WHAT NEEDS TO BE DONE: Type out every line of the data again, exactly.

━━━━━ INPUT FOR THIS TASK

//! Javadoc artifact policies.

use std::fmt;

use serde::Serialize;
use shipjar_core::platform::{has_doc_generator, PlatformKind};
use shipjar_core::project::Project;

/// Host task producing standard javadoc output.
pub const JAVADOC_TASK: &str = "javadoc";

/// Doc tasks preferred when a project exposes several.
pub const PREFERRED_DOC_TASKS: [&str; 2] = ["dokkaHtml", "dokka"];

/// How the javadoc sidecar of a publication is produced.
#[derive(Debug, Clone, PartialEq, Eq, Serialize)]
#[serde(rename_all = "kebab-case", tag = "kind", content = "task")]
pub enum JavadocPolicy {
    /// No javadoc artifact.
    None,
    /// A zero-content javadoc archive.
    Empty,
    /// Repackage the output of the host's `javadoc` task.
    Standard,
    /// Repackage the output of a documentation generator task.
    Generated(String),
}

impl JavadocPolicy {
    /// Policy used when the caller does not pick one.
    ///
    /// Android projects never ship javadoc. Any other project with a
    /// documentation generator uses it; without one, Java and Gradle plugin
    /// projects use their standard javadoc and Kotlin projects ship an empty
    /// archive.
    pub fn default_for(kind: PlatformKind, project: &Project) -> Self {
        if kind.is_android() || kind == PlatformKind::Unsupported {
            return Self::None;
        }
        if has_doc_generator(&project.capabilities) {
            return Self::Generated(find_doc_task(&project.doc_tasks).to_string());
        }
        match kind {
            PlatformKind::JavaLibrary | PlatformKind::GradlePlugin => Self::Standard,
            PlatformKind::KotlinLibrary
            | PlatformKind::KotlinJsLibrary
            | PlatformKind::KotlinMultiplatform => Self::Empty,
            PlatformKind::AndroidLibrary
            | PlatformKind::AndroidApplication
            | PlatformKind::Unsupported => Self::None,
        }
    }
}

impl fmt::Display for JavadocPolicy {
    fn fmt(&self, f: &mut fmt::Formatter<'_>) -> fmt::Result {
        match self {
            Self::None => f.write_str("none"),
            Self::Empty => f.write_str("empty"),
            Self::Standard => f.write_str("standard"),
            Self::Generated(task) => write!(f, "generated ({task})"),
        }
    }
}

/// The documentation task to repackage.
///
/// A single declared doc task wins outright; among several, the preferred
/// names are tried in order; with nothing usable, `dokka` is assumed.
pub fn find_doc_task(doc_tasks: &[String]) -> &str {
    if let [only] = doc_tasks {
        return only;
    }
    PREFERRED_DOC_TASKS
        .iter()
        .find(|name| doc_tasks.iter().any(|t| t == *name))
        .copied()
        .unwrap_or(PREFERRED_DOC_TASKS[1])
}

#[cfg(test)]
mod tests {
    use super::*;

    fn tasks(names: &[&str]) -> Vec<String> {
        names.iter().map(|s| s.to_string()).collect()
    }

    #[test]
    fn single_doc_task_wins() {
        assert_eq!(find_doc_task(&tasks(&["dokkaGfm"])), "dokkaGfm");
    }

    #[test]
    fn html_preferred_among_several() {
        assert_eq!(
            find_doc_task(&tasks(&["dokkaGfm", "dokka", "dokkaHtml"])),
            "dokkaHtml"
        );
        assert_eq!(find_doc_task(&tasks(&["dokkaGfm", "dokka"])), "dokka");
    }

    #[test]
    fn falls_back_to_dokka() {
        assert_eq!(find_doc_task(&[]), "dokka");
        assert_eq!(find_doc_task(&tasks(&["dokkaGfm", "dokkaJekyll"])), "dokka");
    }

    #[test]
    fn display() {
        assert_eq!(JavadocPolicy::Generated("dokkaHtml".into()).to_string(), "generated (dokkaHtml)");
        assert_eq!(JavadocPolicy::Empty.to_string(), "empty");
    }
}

━━━━━━━━━━

ANSWER SPACE:
//! Javadoc artifact policies.

use std::fmt;

use serde::Serialize;
use shipjar_core::platform::{has_doc_generator, PlatformKind};
use shipjar_core::project::Project;

/// Host task producing standard javadoc output.
pub const JAVADOC_TASK: &str = "javadoc";

/// Doc tasks preferred when a project exposes several.
pub const PREFERRED_DOC_TASKS: [&str; 2] = ["dokkaHtml", "dokka"];

/// How the javadoc sidecar of a publication is produced.
#[derive(Debug, Clone, PartialEq, Eq, Serialize)]
#[serde(rename_all = "kebab-case", tag = "kind", content = "task")]
pub enum JavadocPolicy {
    /// No javadoc artifact.
    None,
    /// A zero-content javadoc archive.
    Empty,
    /// Repackage the output of the host's `javadoc` task.
    Standard,
    /// Repackage the output of a documentation generator task.
    Generated(String),
}

impl JavadocPolicy {
    /// Policy used when the caller does not pick one.
    ///
    /// Android projects never ship javadoc. Any other project with a
    /// documentation generator uses it; without one, Java and Gradle plugin
    /// projects use their standard javadoc and Kotlin projects ship an empty
    /// archive.
    pub fn default_for(kind: PlatformKind, project: &Project) -> Self {
        if kind.is_android() || kind == PlatformKind::Unsupported {
            return Self::None;
        }
        if has_doc_generator(&project.capabilities) {
            return Self::Generated(find_doc_task(&project.doc_tasks).to_string());
        }
        match kind {
            PlatformKind::JavaLibrary | PlatformKind::GradlePlugin => Self::Standard,
            PlatformKind::KotlinLibrary
            | PlatformKind::KotlinJsLibrary
            | PlatformKind::KotlinMultiplatform => Self::Empty,
            PlatformKind::AndroidLibrary
            | PlatformKind::AndroidApplication
            | PlatformKind::Unsupported => Self::None,
        }
    }
}

impl fmt::Display for JavadocPolicy {
    fn fmt(&self, f: &mut fmt::Formatter<'_>) -> fmt::Result {
        match self {
            Self::None => f.write_str("none"),
            Self::Empty => f.write_str("empty"),
            Self::Standard => f.write_str("standard"),
            Self::Generated(task) => write!(f, "generated ({task})"),
        }
    }
}

/// The documentation task to repackage.
///
/// A single declared doc task wins outright; among several, the preferred
/// names are tried in order; with nothing usable, `dokka` is assumed.
pub fn find_doc_task(doc_tasks: &[String]) -> &str {
    if let [only] = doc_tasks {
        return only;
    }
    PREFERRED_DOC_TASKS
        .iter()
        .find(|name| doc_tasks.iter().any(|t| t == *name))
        .copied()
        .unwrap_or(PREFERRED_DOC_TASKS[1])
}

#[cfg(test)]
mod tests {
    use super::*;

    fn tasks(names: &[&str]) -> Vec<String> {
        names.iter().map(|s| s.to_string()).collect()
    }

    #[test]
    fn single_doc_task_wins() {
        assert_eq!(find_doc_task(&tasks(&["dokkaGfm"])), "dokkaGfm");
    }

    #[test]
    fn html_preferred_among_several() {
        assert_eq!(
            find_doc_task(&tasks(&["dokkaGfm", "dokka", "dokkaHtml"])),
            "dokkaHtml"
        );
        assert_eq!(find_doc_task(&tasks(&["dokkaGfm", "dokka"])), "dokka");
    }

    #[test]
    fn falls_back_to_dokka() {
        assert_eq!(find_doc_task(&[]), "dokka");
        assert_eq!(find_doc_task(&tasks(&["dokkaGfm", "dokkaJekyll"])), "dokka");
    }

    #[test]
    fn display() {
        assert_eq!(JavadocPolicy::Generated("dokkaHtml".into()).to_string(), "generated (dokkaHtml)");
        assert_eq!(JavadocPolicy::Empty.to_string(), "empty");
    }
}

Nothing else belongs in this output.